Spock was silent for a moment. And then: "I am not human, Doctor," he reminded softly. Almost gently. "Or not only, at least. My father's logic is not less valuable than my mother's passion. You said I cannot have it both ways. So has everyone else. And they all, I think, will believe that I have chosen wrongly regardless."

"It ain't--!" He stopped, pulled back. Tried again. "It ain't that I think you've chosen wrongly. It ain't that I think you've gotta be just like me. Hell, Spock, there are times when I don't want to be like me! Lots of 'em!" He shook his head, shook that off. "It's just you're always so afraid to feel. So, so ashamed, maybe. I don't like seeing that. You can't make it go away by pretending it ain't there. Trust me, I've tried.
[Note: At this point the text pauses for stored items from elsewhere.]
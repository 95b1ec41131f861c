//! Remote intent service client with local fallback.
//!
//! When `NEXUS_INTENT_UPSTREAM_URL` is set, intent processing is first
//! offered to `{url}/process-intent`. Any transport error, non-success
//! status, or unparseable body falls back to the local processor, so the
//! endpoint keeps answering while the remote service is down.

use std::sync::Arc;
use std::time::Duration;

use async_trait::async_trait;
use serde_json::{json, Value};

use nexus_core::{CollaboratorError, IntentProcessor};

pub struct UpstreamIntentProcessor {
    client: reqwest::Client,
    endpoint: String,
    fallback: Arc<dyn IntentProcessor>,
}

impl UpstreamIntentProcessor {
    pub fn new(
        base_url: &str,
        timeout: Duration,
        fallback: Arc<dyn IntentProcessor>,
    ) -> Result<Self, CollaboratorError> {
        let client = reqwest::Client::builder()
            .timeout(timeout)
            .build()
            .map_err(|err| {
                CollaboratorError::internal(format!("http client setup failed: {}", err))
            })?;

        Ok(Self {
            client,
            endpoint: format!("{}/process-intent", base_url.trim_end_matches('/')),
            fallback,
        })
    }

    pub fn endpoint(&self) -> &str {
        &self.endpoint
    }

    async fn ask_upstream(&self, text: &str) -> Result<Value, String> {
        let response = self
            .client
            .post(&self.endpoint)
            .json(&json!({ "text": text }))
            .send()
            .await
            .map_err(|err| format!("request failed: {}", err))?;

        let status = response.status();
        if !status.is_success() {
            return Err(format!("upstream returned {}", status));
        }

        response
            .json::<Value>()
            .await
            .map_err(|err| format!("response parse failed: {}", err))
    }
}

#[async_trait]
impl IntentProcessor for UpstreamIntentProcessor {
    async fn process(&self, text: &str) -> Result<Value, CollaboratorError> {
        match self.ask_upstream(text).await {
            Ok(value) => Ok(value),
            Err(reason) => {
                tracing::warn!(
                    endpoint = %self.endpoint,
                    %reason,
                    "intent upstream unavailable, using fallback"
                );
                self.fallback.process(text).await
            }
        }
    }
}
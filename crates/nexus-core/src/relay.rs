//! Default router for the agent-communication socket.

use async_trait::async_trait;

use crate::collaborator::MessageRouter;
use crate::error::CollaboratorError;

/// Reply sent for every inbound message by [`StubMessageRouter`].
pub const AGENT_RESPONSE: &str = "Agent response";

/// Answers every message with [`AGENT_RESPONSE`].
#[derive(Debug, Clone, Copy, Default)]
pub struct StubMessageRouter;

#[async_trait]
impl MessageRouter for StubMessageRouter {
    async fn route(&self, message: &str) -> Result<String, CollaboratorError> {
        tracing::trace!(len = message.len(), "routing agent message");
        Ok(AGENT_RESPONSE.to_string())
    }
}
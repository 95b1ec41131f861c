//! Collaborators behind the NexusSchedule agent gateway.
//!
//! The gateway never interprets requests itself. It hands them to the
//! traits in [`collaborator`], whose default implementations live in
//! [`intent`], [`booking`] and [`relay`]. [`reply`] phrases the answer to a
//! classified intent, and [`roster`] tracks which named agents are busy.

pub mod booking;
pub mod collaborator;
pub mod error;
pub mod intent;
pub mod relay;
pub mod reply;
pub mod roster;

// Re-export commonly used types
pub use booking::{
    AlternativeSlot, BookingOutcome, BookingRequest, NegotiationStep, SimulatedSchedulerAgent,
};
pub use collaborator::{IntentProcessor, MessageRouter, SchedulerAgent};
pub use error::CollaboratorError;
pub use intent::{Entities, Intent, IntentResult, KeywordIntentProcessor, Urgency};
pub use relay::{StubMessageRouter, AGENT_RESPONSE};
pub use reply::{respond, AgentReply};
pub use roster::{ActivityGuard, AgentKind, AgentRoster, AgentStatusView};
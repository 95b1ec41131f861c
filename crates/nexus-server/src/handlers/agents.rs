//! Agent status handler.

use axum::extract::State;
use axum::Json;

use crate::schema::agents::AgentStatusResponse;
use crate::state::AppState;

/// `GET /agents/status`
pub async fn agent_status(State(state): State<AppState>) -> Json<AgentStatusResponse> {
    Json(AgentStatusResponse {
        agents: state.roster.snapshot(),
        connections: state.connection_count(),
    })
}
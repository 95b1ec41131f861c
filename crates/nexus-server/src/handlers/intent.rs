//! Intent extraction handler.

use axum::extract::rejection::JsonRejection;
use axum::extract::State;
use axum::Json;
use serde_json::{Map, Value};

use nexus_core::AgentKind;

use crate::error::ApiError;
use crate::state::AppState;

/// `POST /process-intent`
///
/// Reads `text` from the body; a missing or non-string value is passed to
/// the processor as `""`.
pub async fn process_intent(
    State(state): State<AppState>,
    payload: Result<Json<Map<String, Value>>, JsonRejection>,
) -> Result<Json<Value>, ApiError> {
    let Json(body) = payload?;
    let text = body.get("text").and_then(Value::as_str).unwrap_or_default();

    let _busy = state.roster.begin(AgentKind::User);
    let result = state.intent_processor.process(text).await?;
    Ok(Json(result))
}
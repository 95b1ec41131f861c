//! Traits the gateway delegates to.
//!
//! Implementations are constructed once at startup and shared by every
//! request task as `Arc<dyn Trait>`, so they must be `Send + Sync`.

use async_trait::async_trait;
use serde_json::{Map, Value};

use crate::booking::AlternativeSlot;
use crate::error::CollaboratorError;

/// Turns free text into a structured intent.
#[async_trait]
pub trait IntentProcessor: Send + Sync {
    /// Processes `text` (possibly empty) and returns a JSON result that the
    /// gateway passes back unchanged.
    async fn process(&self, text: &str) -> Result<Value, CollaboratorError>;
}

/// Books appointments on behalf of a client.
#[async_trait]
pub trait SchedulerAgent: Send + Sync {
    /// Handles a raw booking request body.
    async fn process_booking_request(
        &self,
        request: Map<String, Value>,
    ) -> Result<Value, CollaboratorError>;

    /// Suggests other slots for a request that cannot be honored as asked.
    async fn find_alternatives(
        &self,
        request: Map<String, Value>,
    ) -> Result<Vec<AlternativeSlot>, CollaboratorError>;
}

/// Answers messages arriving on the agent-communication socket.
#[async_trait]
pub trait MessageRouter: Send + Sync {
    /// Returns the single reply for one inbound text frame.
    async fn route(&self, message: &str) -> Result<String, CollaboratorError>;
}
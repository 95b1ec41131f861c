//! Activity tracking for the named agents.
//!
//! [`AgentRoster`] counts in-flight and completed calls per [`AgentKind`].
//! Callers hold an [`ActivityGuard`] for the duration of a call; dropping it
//! ends the call, so a cancelled request task never leaves an agent marked
//! busy.

use std::collections::BTreeMap;
use std::sync::Arc;

use dashmap::DashMap;
use serde::{Deserialize, Serialize};

/// Capacity used when none is configured.
pub const DEFAULT_CAPACITY: usize = 10;

/// The agents the gateway reports on.
#[derive(Debug, Clone, Copy, PartialEq, Eq, Hash, PartialOrd, Ord, Serialize, Deserialize)]
#[serde(rename_all = "snake_case")]
pub enum AgentKind {
    Scheduler,
    User,
    Provider,
    Priority,
}

impl AgentKind {
    pub const ALL: [AgentKind; 4] = [
        AgentKind::Scheduler,
        AgentKind::User,
        AgentKind::Provider,
        AgentKind::Priority,
    ];

    /// Key used in status payloads, e.g. `schedulerAgent`.
    pub fn status_key(self) -> &'static str {
        match self {
            AgentKind::Scheduler => "schedulerAgent",
            AgentKind::User => "userAgent",
            AgentKind::Provider => "providerAgent",
            AgentKind::Priority => "priorityAgent",
        }
    }
}

impl std::fmt::Display for AgentKind {
    fn fmt(&self, f: &mut std::fmt::Formatter<'_>) -> std::fmt::Result {
        f.write_str(self.status_key())
    }
}

#[derive(Debug, Clone, Copy, Default)]
struct Activity {
    in_flight: usize,
    handled: u64,
}

/// Reported state of one agent.
#[derive(Debug, Clone, PartialEq, Serialize)]
pub struct AgentStatusView {
    /// `active` while at least one call is in flight, otherwise `idle`.
    pub status: &'static str,
    /// In-flight calls over capacity, clamped to `1.0`.
    pub load: f64,
    /// Calls completed since startup.
    pub handled: u64,
}

/// Registry of agent activity.
///
/// Backed by `DashMap` so request tasks update it without a global lock.
#[derive(Debug)]
pub struct AgentRoster {
    activity: DashMap<AgentKind, Activity>,
    capacity: usize,
}

impl AgentRoster {
    /// Creates a roster where `capacity` concurrent calls means full load.
    pub fn new(capacity: usize) -> Self {
        let activity = DashMap::new();
        for kind in AgentKind::ALL {
            activity.insert(kind, Activity::default());
        }
        AgentRoster {
            activity,
            capacity: capacity.max(1),
        }
    }

    /// Marks the start of a call on `kind`.
    pub fn begin(self: &Arc<Self>, kind: AgentKind) -> ActivityGuard {
        self.activity.entry(kind).or_default().in_flight += 1;
        ActivityGuard {
            roster: Arc::clone(self),
            kind,
        }
    }

    fn finish(&self, kind: AgentKind) {
        if let Some(mut entry) = self.activity.get_mut(&kind) {
            entry.in_flight = entry.in_flight.saturating_sub(1);
            entry.handled += 1;
        }
    }

    /// Current status of one agent.
    pub fn status(&self, kind: AgentKind) -> AgentStatusView {
        let activity = self
            .activity
            .get(&kind)
            .map(|entry| *entry)
            .unwrap_or_default();
        AgentStatusView {
            status: if activity.in_flight > 0 { "active" } else { "idle" },
            load: (activity.in_flight as f64 / self.capacity as f64).min(1.0),
            handled: activity.handled,
        }
    }

    /// Status of every agent keyed by [`AgentKind::status_key`].
    pub fn snapshot(&self) -> BTreeMap<&'static str, AgentStatusView> {
        AgentKind::ALL
            .into_iter()
            .map(|kind| (kind.status_key(), self.status(kind)))
            .collect()
    }
}

impl Default for AgentRoster {
    fn default() -> Self {
        Self::new(DEFAULT_CAPACITY)
    }
}

/// Keeps an agent marked busy until dropped.
#[must_use = "the call ends when the guard is dropped"]
#[derive(Debug)]
pub struct ActivityGuard {
    roster: Arc<AgentRoster>,
    kind: AgentKind,
}

impl Drop for ActivityGuard {
    fn drop(&mut self) {
        self.roster.finish(self.kind);
    }
}

#[cfg(test)]
mod tests {
    use super::*;

    #[test]
    fn guard_tracks_in_flight_and_handled() {
        let roster = Arc::new(AgentRoster::new(4));
        assert_eq!(roster.status(AgentKind::Scheduler).status, "idle");

        let first = roster.begin(AgentKind::Scheduler);
        let second = roster.begin(AgentKind::Scheduler);
        let busy = roster.status(AgentKind::Scheduler);
        assert_eq!(busy.status, "active");
        assert_eq!(busy.load, 0.5);
        assert_eq!(busy.handled, 0);

        drop(first);
        drop(second);
        let done = roster.status(AgentKind::Scheduler);
        assert_eq!(done.status, "idle");
        assert_eq!(done.load, 0.0);
        assert_eq!(done.handled, 2);
        assert_eq!(roster.status(AgentKind::User).handled, 0);
    }

    #[test]
    fn load_is_clamped() {
        let roster = Arc::new(AgentRoster::new(1));
        let _a = roster.begin(AgentKind::Priority);
        let _b = roster.begin(AgentKind::Priority);
        assert_eq!(roster.status(AgentKind::Priority).load, 1.0);
    }

    #[test]
    fn snapshot_lists_every_agent() {
        let roster = AgentRoster::default();
        let snapshot = roster.snapshot();
        let keys: Vec<_> = snapshot.keys().copied().collect();
        assert_eq!(
            keys,
            vec!["priorityAgent", "providerAgent", "schedulerAgent", "userAgent"]
        );
    }

    #[tokio::test]
    async fn concurrent_guards_balance() {
        let roster = Arc::new(AgentRoster::default());
        let mut tasks = Vec::new();
        for _ in 0..32 {
            let roster = Arc::clone(&roster);
            tasks.push(tokio::spawn(async move {
                let _guard = roster.begin(AgentKind::User);
                tokio::task::yield_now().await;
            }));
        }
        for task in tasks {
            task.await.unwrap();
        }
        let status = roster.status(AgentKind::User);
        assert_eq!(status.handled, 32);
        assert_eq!(status.status, "idle");
    }
}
There probably ain't a single one of us emotional humans who ain't."

Spock shook his head. "It is not about denial. It is about acceptance. Control. I do not attempt to replace emotion with logic, merely to constrain the one within the other."

McCoy cocked an eyebrow at him, and considered it an eloquent gesture himself. "You sure about that?" he asked, maybe a little pointedly. "You really sure you always know the difference? Because I have to tell you, Spock, sometimes from out here it don't look like it."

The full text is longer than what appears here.